Among these records, which lines include "struct"? Copy them out.

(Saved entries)
┌──

//! API error types and handling.

use axum::{
    http::StatusCode,
    response::{IntoResponse, Response},
    Json,
};
use kx_core::pipeline::PipelineError;
use kx_core::store::StoreError;
use kx_core::tracker::TrackerError;
use kx_core::GateError;
use serde::{Deserialize, Serialize};
use std::collections::HashMap;
use thiserror::Error;
use utoipa::ToSchema;

/// API error type.
#[derive(Error, Debug)]
pub enum ApiError {
    /// Resource not found.
    #[error("Not found: {0}")]
    NotFound(String),

    /// Bad request (validation error, invalid input).
    #[error("Bad request: {0}")]
    BadRequest(String),

    /// Conflict (e.g., duplicate resource).
    #[error("Conflict: {0}")]
    Conflict(String),

    /// Validation error with field-level details.
    #[error("Validation failed")]
    ValidationError(ValidationErrorDetails),

    /// Internal server error.
    #[error("Internal error: {0}")]
    Internal(String),

    /// Storage error.
    #[error("Storage error: {0}")]
    Storage(String),

    /// Service unavailable (e.g., during shutdown).
    #[error("Service unavailable: {0}")]
    ServiceUnavailable(String),
}

/// Details for field-level validation errors.
#[derive(Debug, Clone, Serialize, Deserialize)]
pub struct ValidationErrorDetails {
    /// Overall validation error message.
    pub message: String,
    /// Field-specific errors.
    pub fields: HashMap<String, Vec<FieldError>>,
}

/// A single field validation error.
#[derive(Debug, Clone, Serialize, Deserialize)]
pub struct FieldError {
    /// Error code (e.g., "required", "min_length", "range").
    pub code: String,
    /// Human-readable error message.
    pub message: String,
    /// Additional error parameters (e.g., the range bounds).
    #[serde(skip_serializing_if = "Option::is_none")]
    pub params: Option<serde_json::Value>,
}

impl ValidationErrorDetails {
    /// Creates a new validation error with a single field error.
    pub fn field(field: &str, code: &str, message: &str) -> Self {
        let mut fields = HashMap::new();
        fields.insert(
            field.to_string(),
            vec![FieldError {
                code: code.to_string(),
                message: message.to_string(),
                params: None,
            }],
        );
        Self {
            message: format!("Validation failed for field '{}'", field),
            fields,
        }
    }

    /// Creates a validation error from multiple field errors.
    pub fn from_fields(errors: HashMap<String, Vec<FieldError>>) -> Self {
        let field_count = errors.len();
        let message = match errors.keys().next() {
            Some(field) if field_count == 1 => format!("Validation failed for field '{}'", field),
            _ => format!("Validation failed for {} fields", field_count),
        };
        Self {
            message,
            fields: errors,
        }
    }
}

/// JSON error response body.
#[derive(Debug, Serialize, Deserialize, ToSchema)]
pub struct ErrorResponse {
    /// Error code for programmatic handling.
    pub code: String,
    /// Human-readable error message.
    pub message: String,
    /// Additional error details (optional).
    #[serde(skip_serializing_if = "Option::is_none")]
    pub details: Option<serde_json::Value>,
    /// Request ID for tracing.
    #[serde(skip_serializing_if = "Option::is_none")]
    pub request_id: Option<String>,
}

impl ApiError {
    /// Returns the HTTP status code for this error.
    pub fn status_code(&self) -> StatusCode {
        match self {
            ApiError::NotFound(_) => StatusCode::NOT_FOUND,
            ApiError::BadRequest(_) => StatusCode::BAD_REQUEST,
            ApiError::Conflict(_) => StatusCode::CONFLICT,
            ApiError::ValidationError(_) => StatusCode::UNPROCESSABLE_ENTITY,
            ApiError::Internal(_) => StatusCode::INTERNAL_SERVER_ERROR,
            ApiError::Storage(_) => StatusCode::INTERNAL_SERVER_ERROR,
            ApiError::ServiceUnavailable(_) => StatusCode::SERVICE_UNAVAILABLE,
        }
    }

    /// Returns the error code for this error.
    pub fn error_code(&self) -> &'static str {
        match self {
            ApiError::NotFound(_) => "NOT_FOUND",
            ApiError::BadRequest(_) => "BAD_REQUEST",
            ApiError::Conflict(_) => "CONFLICT",
            ApiError::ValidationError(_) => "VALIDATION_ERROR",
            ApiError::Internal(_) => "INTERNAL_ERROR",
            ApiError::Storage(_) => "STORAGE_ERROR",
            ApiError::ServiceUnavailable(_) => "SERVICE_UNAVAILABLE",
        }
    }
}

impl IntoResponse for ApiError {
    fn into_response(self) -> Response {
        let status = self.status_code();
        let (message, details) = match &self {
            ApiError::ValidationError(details) => (
                details.message.clone(),
                Some(serde_json::to_value(&details.fields).unwrap_or_default()),
            ),
            _ => (self.to_string(), None),
        };

        let body = ErrorResponse {
            code: self.error_code().to_string(),
            message,
            details,
            request_id: None,
        };

        (status, Json(body)).into_response()
    }
}

impl From<StoreError> for ApiError {
    fn from(err: StoreError) -> Self {
        match err {
            StoreError::NotFound { entity, id } => {
                ApiError::NotFound(format!("{} with id {} not found", entity, id))
            }
            StoreError::Constraint(msg) => ApiError::Conflict(msg),
            StoreError::Serialization(msg) => ApiError::BadRequest(msg),
            err => ApiError::Storage(err.to_string()),
        }
    }
}

impl From<TrackerError> for ApiError {
    fn from(err: TrackerError) -> Self {
        match err {
            TrackerError::NotFound(msg) => ApiError::NotFound(msg),
            TrackerError::Store(err) => err.into(),
        }
    }
}

impl From<GateError> for ApiError {
    fn from(err: GateError) -> Self {
        match err {
            GateError::Store(err) => err.into(),
        }
    }
}

impl From<PipelineError> for ApiError {
    fn from(err: PipelineError) -> Self {
        ApiError::Internal(err.to_string())
    }
}

impl From<serde_json::Error> for ApiError {
    fn from(err: serde_json::Error) -> Self {
        ApiError::BadRequest(format!("JSON error: {}", err))
    }
}

impl From<validator::ValidationErrors> for ApiError {
    fn from(err: validator::ValidationErrors) -> Self {
        let mut fields: HashMap<String, Vec<FieldError>> = HashMap::new();

        for (field_name, field_errors) in err.field_errors() {
            let errors: Vec<FieldError> = field_errors
                .iter()
                .map(|e| {
                    let code = e.code.to_string();
                    let message = e.message.clone().map(|m| m.to_string()).unwrap_or_else(|| {
                        format!("Field '{}' failed validation: {}", field_name, code)
                    });
                    let params = if e.params.is_empty() {
                        None
                    } else {
                        Some(serde_json::to_value(&e.params).unwrap_or_default())
                    };
                    FieldError {
                        code,
                        message,
                        params,
                    }
                })
                .collect();
            fields.insert(field_name.to_string(), errors);
        }

        ApiError::ValidationError(ValidationErrorDetails::from_fields(fields))
    }
}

└──

Answer to the exercise ::
pub struct ValidationErrorDetails {
pub struct FieldError {
pub struct ErrorResponse {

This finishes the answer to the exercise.